*EXERCISE BRIEF:*
One number is the whole answer: the tally of lines in the records that include the word "GlslParam".

*Collected data:*

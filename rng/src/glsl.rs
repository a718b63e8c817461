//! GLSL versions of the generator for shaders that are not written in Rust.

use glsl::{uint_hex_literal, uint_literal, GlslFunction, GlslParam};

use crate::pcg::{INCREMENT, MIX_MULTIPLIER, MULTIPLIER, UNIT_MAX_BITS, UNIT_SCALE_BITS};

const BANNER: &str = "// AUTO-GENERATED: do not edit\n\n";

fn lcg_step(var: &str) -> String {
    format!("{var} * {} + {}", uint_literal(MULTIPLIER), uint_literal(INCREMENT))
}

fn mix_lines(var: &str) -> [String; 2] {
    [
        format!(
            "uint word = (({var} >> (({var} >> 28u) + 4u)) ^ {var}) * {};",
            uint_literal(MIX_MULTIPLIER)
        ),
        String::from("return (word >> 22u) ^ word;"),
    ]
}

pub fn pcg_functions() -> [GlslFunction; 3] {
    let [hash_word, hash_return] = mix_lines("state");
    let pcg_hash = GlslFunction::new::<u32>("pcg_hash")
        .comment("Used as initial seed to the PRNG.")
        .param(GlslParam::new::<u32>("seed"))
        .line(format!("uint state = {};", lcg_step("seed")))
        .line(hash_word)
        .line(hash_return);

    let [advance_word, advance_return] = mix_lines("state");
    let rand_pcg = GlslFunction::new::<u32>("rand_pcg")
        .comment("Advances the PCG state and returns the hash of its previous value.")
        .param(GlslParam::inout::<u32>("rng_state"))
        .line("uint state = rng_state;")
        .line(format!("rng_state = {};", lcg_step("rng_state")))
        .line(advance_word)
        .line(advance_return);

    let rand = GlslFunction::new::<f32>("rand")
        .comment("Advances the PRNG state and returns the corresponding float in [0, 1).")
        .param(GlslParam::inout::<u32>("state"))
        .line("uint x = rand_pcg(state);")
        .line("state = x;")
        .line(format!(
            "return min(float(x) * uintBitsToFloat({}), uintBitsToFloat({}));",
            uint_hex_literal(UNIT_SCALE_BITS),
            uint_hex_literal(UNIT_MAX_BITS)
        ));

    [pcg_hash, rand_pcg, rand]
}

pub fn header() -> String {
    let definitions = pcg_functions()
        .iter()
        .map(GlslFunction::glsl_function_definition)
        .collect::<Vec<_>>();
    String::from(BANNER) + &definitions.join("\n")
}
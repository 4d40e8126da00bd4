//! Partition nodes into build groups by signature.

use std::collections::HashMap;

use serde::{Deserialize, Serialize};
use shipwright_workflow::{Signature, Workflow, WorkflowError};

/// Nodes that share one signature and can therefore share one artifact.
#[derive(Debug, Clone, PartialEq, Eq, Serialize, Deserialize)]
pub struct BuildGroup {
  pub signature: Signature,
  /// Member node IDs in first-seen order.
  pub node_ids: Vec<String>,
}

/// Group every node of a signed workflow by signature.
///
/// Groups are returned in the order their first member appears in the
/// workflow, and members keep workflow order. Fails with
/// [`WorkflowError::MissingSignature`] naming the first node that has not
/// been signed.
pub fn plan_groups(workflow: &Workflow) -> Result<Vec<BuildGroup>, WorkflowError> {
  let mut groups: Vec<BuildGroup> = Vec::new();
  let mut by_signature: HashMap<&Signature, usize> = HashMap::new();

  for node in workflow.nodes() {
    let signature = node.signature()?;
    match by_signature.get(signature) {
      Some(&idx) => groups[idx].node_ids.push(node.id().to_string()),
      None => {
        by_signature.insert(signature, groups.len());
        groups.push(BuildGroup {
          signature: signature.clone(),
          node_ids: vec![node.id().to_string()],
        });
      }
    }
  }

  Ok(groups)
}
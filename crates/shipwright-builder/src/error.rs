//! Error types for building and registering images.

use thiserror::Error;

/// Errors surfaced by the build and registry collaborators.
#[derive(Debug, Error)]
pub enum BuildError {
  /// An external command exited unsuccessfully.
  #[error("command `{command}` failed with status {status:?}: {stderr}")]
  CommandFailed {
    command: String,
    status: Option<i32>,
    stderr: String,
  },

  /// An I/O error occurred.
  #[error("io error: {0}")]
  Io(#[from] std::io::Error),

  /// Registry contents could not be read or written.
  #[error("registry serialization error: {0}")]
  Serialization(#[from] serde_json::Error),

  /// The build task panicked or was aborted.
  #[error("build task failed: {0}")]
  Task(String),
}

*REPLY TO THE EXERCISE:*
4